How Do I Know if I Have a Fantasy Bond? (psychalive.org)
The reason why it's so important for both parties to share a lifelong goal of personal development before they have kids is because they would've already learned how to overcome many of their divides and will continue to do so long into the relationship.
For example, while on date night:
"Hun, lately I have been feeling some emotional distance between us. I've finished this book, course, activity, etc., and I would for us to go through it together. It has some great suggestions that we would be able to appreciate."
I recommend "Eight Dates: Essential Conversations for a Lifetime of Love" by John Gottman to get you started.

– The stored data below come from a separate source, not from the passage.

#[cfg(test)]
#[allow(clippy::unwrap_used)]
mod tests {
    use std::time::Duration;

    use figment::Jail;
    use pretty_assertions::assert_eq;
    use secrecy::ExposeSecret;

    use super::*;

    fn no_keyring(_: &str) -> Option<String> {
        None
    }

    #[test]
    fn endpoint_from_host_uses_default_port() {
        let profile = Profile {
            host: Some("192.168.0.5".into()),
            ..Profile::default()
        };
        let endpoint = profile.endpoint().unwrap();
        assert_eq!(endpoint.to_string(), "http://192.168.0.5:81");
    }

    #[test]
    fn endpoint_url_wins_over_host() {
        let profile = Profile {
            url: Some("https://npm.example.com:8443".into()),
            host: Some("ignored".into()),
            ..Profile::default()
        };
        let endpoint = profile.endpoint().unwrap();
        assert_eq!(endpoint, Endpoint::new(Protocol::Https, "npm.example.com", 8443));
    }

    #[test]
    fn endpoint_url_keeps_path_prefix() {
        let profile = Profile {
            url: Some("https://proxy.example.com/npm".into()),
            ..Profile::default()
        };
        let endpoint = profile.endpoint().unwrap();
        assert_eq!(endpoint.base_path, "/npm");
        assert_eq!(endpoint.url().unwrap().as_str(), "https://proxy.example.com/npm");
    }

    #[test]
    fn endpoint_requires_host_or_url() {
        let err = Profile::default().endpoint().unwrap_err();
        assert!(matches!(err, ConfigError::Validation { ref field, .. } if field == "host"));
    }

    #[test]
    fn endpoint_rejects_unknown_protocol() {
        let profile = Profile {
            protocol: "gopher".into(),
            host: Some("npm.local".into()),
            ..Profile::default()
        };
        assert!(profile.endpoint().is_err());
    }

    #[test]
    fn transport_prefers_insecure_over_ca() {
        let profile = Profile {
            insecure: Some(true),
            ca_cert: Some(PathBuf::from("/etc/ca.pem")),
            timeout: Some(5),
            ..Profile::default()
        };
        let transport = profile.transport(&Defaults::default());
        assert_eq!(transport.tls, TlsMode::DangerAcceptInvalid);
        assert_eq!(transport.timeout, Duration::from_secs(5));
    }

    #[test]
    fn transport_falls_back_to_defaults() {
        let transport = Profile::default().transport(&Defaults::default());
        assert_eq!(transport.tls, TlsMode::System);
        assert_eq!(transport.timeout, Duration::from_secs(30));
    }

    #[test]
    fn save_then_load_keeps_profiles() {
        let dir = tempfile::tempdir().unwrap();
        let path = dir.path().join("nested").join("config.toml");
        let mut cfg = Config::default();
        cfg.profiles.insert(
            "home".into(),
            Profile {
                host: Some("192.168.0.5".into()),
                user: Some("admin@example.com".into()),
                ..Profile::default()
            },
        );

        save_config_to(&cfg, &path).unwrap();
        let loaded = load_config_from(&path).unwrap();

        let home = &loaded.profiles["home"];
        assert_eq!(home.host.as_deref(), Some("192.168.0.5"));
        assert_eq!(home.port, 81);
        assert_eq!(home.protocol, "http");
        assert_eq!(loaded.default_profile.as_deref(), Some("default"));
    }

    #[test]
    fn env_overrides_file_values() {
        Jail::expect_with(|jail| {
            jail.create_file(
                "config.toml",
                r#"
                default_profile = "home"

                [defaults]
                timeout = 10

                [profiles.home]
                host = "npm.local"
                "#,
            )?;
            jail.set_env("NPMCTL_DEFAULTS__TIMEOUT", "60");

            let cfg = load_config_from(Path::new("config.toml")).unwrap();
            assert_eq!(cfg.defaults.timeout, 60);
            assert_eq!(cfg.default_profile.as_deref(), Some("home"));
            assert_eq!(cfg.profiles["home"].host.as_deref(), Some("npm.local"));
            Ok(())
        });
    }

    #[test]
    fn password_chain_order() {
        Jail::expect_with(|jail| {
            let profile = Profile {
                password_env: Some("HOME_NPM_PASSWORD".into()),
                password: Some("plaintext".into()),
                ..Profile::default()
            };

            // Nothing set in the environment: keyring beats plaintext.
            let pw = resolve_password_with(&profile, "home", |_| Some("from-keyring".into()))
                .unwrap();
            assert_eq!(pw.expose_secret(), "from-keyring");

            let pw = resolve_password_with(&profile, "home", no_keyring).unwrap();
            assert_eq!(pw.expose_secret(), "plaintext");

            jail.set_env(PASSWORD_ENV, "from-global-env");
            let pw = resolve_password_with(&profile, "home", no_keyring).unwrap();
            assert_eq!(pw.expose_secret(), "from-global-env");

            jail.set_env("HOME_NPM_PASSWORD", "from-profile-env");
            let pw = resolve_password_with(&profile, "home", no_keyring).unwrap();
            assert_eq!(pw.expose_secret(), "from-profile-env");
            Ok(())
        });
    }

    #[test]
    fn missing_password_names_profile() {
        Jail::expect_with(|_| {
            let err = resolve_password_with(&Profile::default(), "home", no_keyring).unwrap_err();
            assert_eq!(
                err.to_string(),
                "no credentials configured for profile 'home'"
            );
            Ok(())
        });
    }

    #[test]
    fn user_falls_back_to_env() {
        Jail::expect_with(|jail| {
            assert!(resolve_user(&Profile::default(), "home").is_err());
            jail.set_env(USER_ENV, "admin@example.com");
            assert_eq!(
                resolve_user(&Profile::default(), "home").unwrap(),
                "admin@example.com"
            );
            Ok(())
        });
    }
}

Taking the lead in finding the right solution, and then bringing her on board through courtship, lets her know you are serious about the relationship. Demonstration beats conversation. If you have been continuously pursuing this goal, she will already know what the deal is, and it will get her working on the relationship as well. Nothing is lost if she isn't feeling your first suggestion, keep working at it.
If she isn't interested in working on the relationship, you would've been able to find out a long time before being hunkered down with commitments. Keep working on yourself, until you are ready to leave or move on to someone who wants to match your level of love, happiness, and success.
Life is too short to be living a lie. If your kids have mature, healthy, loving relationships to model after, they may not understand a divorce when they are young, but they will understand and thank you later.